A federal committee weighs the national security value of A123’s assets, as opposition to a takeover by China’s Wanxiang mounts.

Chinese automotive equipment giant Wanxiang has already given up a lot in its $256.6 million winning bid to take over bankrupt U.S. battery maker A123. Not only has it said goodbye to A123’s U.S. government work, it has lost the remaining $120 million or so of a $249 million Department of Energy grant that’s helped build A123’s lithium-ion factories in Michigan -- plants that Wanxiang says it will keep open.

But political opponents of A123’s sale to a Chinese company are saying that may not be enough. Even A123’s commercial technology is inextricably linked back to its federally funded work with partners like DOE and the Department of Defense, they say. That could allow Wanxiang to develop military applications based on A123’s U.S.-funded technology, it is claimed -- and that’s enough reason to block the sale.

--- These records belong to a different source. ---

//! Strong type definitions for numstream.
//!
//! Client identities are newtypes so they cannot be confused with other
//! byte buffers travelling through the server.

use serde::{Deserialize, Serialize};
use std::fmt;
use std::str::FromStr;

use uuid::Uuid;

use crate::error::CoreError;
use crate::limits::CLIENT_ID_LEN;

/// A 16-byte client identity.
///
/// Supplied by the caller and never minted by the server. The same identity
/// presented on a later connection resumes the stream it started.
#[derive(Clone, Copy, PartialEq, Eq, Hash, PartialOrd, Ord, Serialize, Deserialize)]
pub struct ClientId(pub [u8; CLIENT_ID_LEN]);

impl ClientId {
    /// Create a new ClientId from raw bytes.
    pub const fn from_bytes(bytes: [u8; CLIENT_ID_LEN]) -> Self {
        Self(bytes)
    }

    /// Get the raw bytes.
    pub const fn as_bytes(&self) -> &[u8; CLIENT_ID_LEN] {
        &self.0
    }

    /// Generate a random (UUID v4) identity.
    pub fn random() -> Self {
        Self(*Uuid::new_v4().as_bytes())
    }

    /// Convert to hex string.
    pub fn to_hex(&self) -> String {
        hex::encode(self.0)
    }

    /// View this identity as a UUID.
    pub fn as_uuid(&self) -> Uuid {
        Uuid::from_bytes(self.0)
    }

    /// The all-zero identity.
    pub const NIL: Self = Self([0u8; CLIENT_ID_LEN]);
}

impl fmt::Debug for ClientId {
    fn fmt(&self, f: &mut fmt::Formatter<'_>) -> fmt::Result {
        write!(f, "ClientId({})", self.as_uuid())
    }
}

impl fmt::Display for ClientId {
    fn fmt(&self, f: &mut fmt::Formatter<'_>) -> fmt::Result {
        write!(f, "{}", self.as_uuid())
    }
}

impl AsRef<[u8]> for ClientId {
    fn as_ref(&self) -> &[u8] {
        &self.0
    }
}

impl From<[u8; CLIENT_ID_LEN]> for ClientId {
    fn from(bytes: [u8; CLIENT_ID_LEN]) -> Self {
        Self(bytes)
    }
}

impl From<Uuid> for ClientId {
    fn from(uuid: Uuid) -> Self {
        Self(*uuid.as_bytes())
    }
}

impl TryFrom<&[u8]> for ClientId {
    type Error = CoreError;

    fn try_from(slice: &[u8]) -> Result<Self, Self::Error> {
        let arr: [u8; CLIENT_ID_LEN] = slice
            .try_into()
            .map_err(|_| CoreError::InvalidClientId { len: slice.len() })?;
        Ok(Self(arr))
    }
}

impl FromStr for ClientId {
    type Err = CoreError;

    /// Parse the hyphenated UUID form, e.g. `67e55044-10b1-426f-9247-bb680e5fe0c8`.
    fn from_str(s: &str) -> Result<Self, Self::Err> {
        let uuid = Uuid::parse_str(s).map_err(|e| CoreError::InvalidUuid(e.to_string()))?;
        Ok(uuid.into())
    }
}
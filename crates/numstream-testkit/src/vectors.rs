//! Golden test vectors for deterministic verification.
//!
//! Any implementation of the server must reproduce these sequences and
//! checksums bit for bit, since clients recompute the checksum from the
//! numbers they receive.

use serde::Serialize;

use numstream_core::{checksum_of, Mt19937};

/// A golden test vector.
#[derive(Debug, Clone, Serialize)]
pub struct GoldenVector {
    /// Human-readable name for the vector.
    pub name: &'static str,
    /// Generator seed.
    pub seed: u64,
    /// Sequence length.
    pub count: u32,
    /// Leading outputs of the sequence.
    pub expected_prefix: &'static [u32],
    /// Last output of the sequence.
    pub expected_last: u32,
    /// Hex MD5 of the whole sequence.
    pub expected_checksum: &'static str,
}

impl GoldenVector {
    /// Generate the full sequence for this vector.
    pub fn sequence(&self) -> Vec<u32> {
        let mut generator = Mt19937::new(self.seed);
        (0..self.count).map(|_| generator.next_u32()).collect()
    }
}

/// Get all golden test vectors.
pub fn all_vectors() -> Vec<GoldenVector> {
    vec![
        GoldenVector {
            name: "seed 1, four numbers",
            seed: 1,
            count: 4,
            expected_prefix: &[1791095845, 4282876139, 3093770124, 4005303368],
            expected_last: 4005303368,
            expected_checksum: "41e6514a7f7b64336e30250adf67c460",
        },
        GoldenVector {
            name: "seed 1, single number",
            seed: 1,
            count: 1,
            expected_prefix: &[1791095845],
            expected_last: 1791095845,
            expected_checksum: "39ed94b06f8d816cd144e2cd391966df",
        },
        GoldenVector {
            name: "seed 1, ten numbers",
            seed: 1,
            count: 10,
            expected_prefix: &[
                1791095845, 4282876139, 3093770124, 4005303368, 491263, 550290313, 1298508491,
                4290846341, 630311759, 1013994432,
            ],
            expected_last: 1013994432,
            expected_checksum: "82e1ff87974637f7c4b697cfbe93c7ad",
        },
        GoldenVector {
            name: "seed 1, past the first twist",
            seed: 1,
            count: 1000,
            expected_prefix: &[1791095845, 4282876139],
            expected_last: 548926898,
            expected_checksum: "14a163340d78bc81f6e2d7d801ff1629",
        },
        GoldenVector {
            name: "seed 42",
            seed: 42,
            count: 6,
            expected_prefix: &[
                1608637542, 3421126067, 4083286876, 787846414, 3143890026, 3348747335,
            ],
            expected_last: 3348747335,
            expected_checksum: "fa4a99b041e12533ebe4a15c0182492a",
        },
        GoldenVector {
            name: "reference default seed",
            seed: 5489,
            count: 2,
            expected_prefix: &[3499211612, 581869302],
            expected_last: 581869302,
            expected_checksum: "ff507f563ee4d76c7601ba3130fd250a",
        },
        GoldenVector {
            name: "seed 0xdeadbeef",
            seed: 0xdead_beef,
            count: 8,
            expected_prefix: &[956529277, 3842322136, 3319553134, 1843186657],
            expected_last: 1676224337,
            expected_checksum: "be459f09d412b235c9f0f1e3e6c67cce",
        },
        GoldenVector {
            name: "high seed bits ignored",
            seed: (1 << 32) + 1,
            count: 4,
            expected_prefix: &[1791095845, 4282876139, 3093770124, 4005303368],
            expected_last: 4005303368,
            expected_checksum: "41e6514a7f7b64336e30250adf67c460",
        },
        GoldenVector {
            name: "seed 123456789",
            seed: 123_456_789,
            count: 16,
            expected_prefix: &[2288500408, 4254805660, 2294099250, 56498137],
            expected_last: 3981019872,
            expected_checksum: "b931f31414de6359ca088b8ba3b9922b",
        },
    ]
}

/// Find a vector by name.
pub fn vector(name: &str) -> Option<GoldenVector> {
    all_vectors().into_iter().find(|v| v.name == name)
}

/// Verify every vector, reporting the first failure.
pub fn verify_all_vectors() -> Result<(), String> {
    for vector in all_vectors() {
        let sequence = vector.sequence();

        if !sequence.starts_with(vector.expected_prefix) {
            return Err(format!("{}: prefix mismatch", vector.name));
        }
        if sequence.last() != Some(&vector.expected_last) {
            return Err(format!(
                "{}: last value {:?}, expected {}",
                vector.name,
                sequence.last(),
                vector.expected_last
            ));
        }

        let checksum = checksum_of(&sequence);
        if checksum != vector.expected_checksum {
            return Err(format!(
                "{}: checksum {}, expected {}",
                vector.name, checksum, vector.expected_checksum
            ));
        }
    }
    Ok(())
}

/// Export all vectors as JSON for other implementations.
pub fn export_json() -> serde_json::Result<String> {
    serde_json::to_string_pretty(&all_vectors())
}

#[cfg(test)]
mod tests {
    use super::*;

    #[test]
    fn test_vectors_verify() {
        verify_all_vectors().unwrap();
    }

    #[test]
    fn test_vector_lookup() {
        let v = vector("seed 42").unwrap();
        assert_eq!(v.count, 6);
        assert!(vector("no such vector").is_none());
    }

    #[test]
    fn test_export_json() {
        let json = export_json().unwrap();
        let parsed: serde_json::Value = serde_json::from_str(&json).unwrap();

        let vectors = parsed.as_array().unwrap();
        assert_eq!(vectors.len(), all_vectors().len());
        assert_eq!(vectors[0]["seed"], 1);
        assert_eq!(
            vectors[0]["expected_checksum"],
            "41e6514a7f7b64336e30250adf67c460"
        );
    }
}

These are some of the issues facing the Committee on Foreign Investment in the U.S. The committee chaired by Treasury Secretary Tim Geithner is in charge of deciding just what parts of a proposed sale of A123’s assets and intellectual property might constitute a national security risk. This week, the group began a 45-day review of the sale, with a deadline of January 15, 2013 to make a decision.

Let the lobbying begin. Johnson Controls, which had wanted to acquire A123’s automotive assets out of bankruptcy for $125 million, but bowed out of the auction after a final bid of $251 million jointly with Japan’s NEC, has made it clear that it stands ready to buy A123 if the sale to Wanxiang is blocked.

The Strategic Materials Advisory Council, an industry group, said this week that dozens of members of Congress have weighed in against Wanxiang’s takeover. U.S. Rep. Bill Huizenga (R.-Mich.), representing the state with the most to gain or lose from the future of A123’s U.S.-based manufacturing, took to Facebook to call it a threat to national security and economic competitiveness.

Members of Congress have already been demanding investigations into A123 and key business partner Fisker Automotive, along with other DOE-backed companies that have gone under (Abound Solar, Beacon Power) in the wake of Solyndra’s bankruptcy. Of course, DOE has also given money to foreign companies to create U.S. jobs, with mixed success -- LG Chem, which took a $151 million DOE award for its Michigan factory that builds batteries for the Chevy Volt, furloughed 200 workers in September.

As for A123’s military work, it was sold to Illinois-based Navitas Systems for $2.25 million, ensuring that Wanxiang would not take over federal contracts for projects like portable power systems and unmanned vehicles. Wanxiang gets the remainder of the Waltham, Mass-based company’s assets, including its automotive business with customers like Fisker, General Motors, BMW, Tata Motors and Smith Electric Vehicles, and its grid storage business, with partners including AES Energy Storage, Sempra Energy and NSTAR.

Just how many of those customers will remain with A123 through its transition remains to be seen. GM, which has tapped A123 to build batteries for its Spark EV, has remained mum on whether it will continue to work with the company as it goes through bankruptcy. Fisker, which accounted for 26 percent of A123’s revenues at the time of its bankruptcy, is facing its own challenges.

On the grid-scale energy storage front, AES, which accounted for 24 percent of A123’s revenues at the time of its bankruptcy, last week announced a new battery partner, Mitsubishi-GS Yuasa, for a 20-megawatt lithium-ion energy storage project in Chile. AES Energy Storage President Chris Shelton said in an interview this week that the choice of a new partner wasn’t related to A123’s bankruptcy, and that AES envisions working with a post-reorganization A123, as well as many other battery partners in the future. He wouldn’t say whether or not A123 had competed for the latest bid.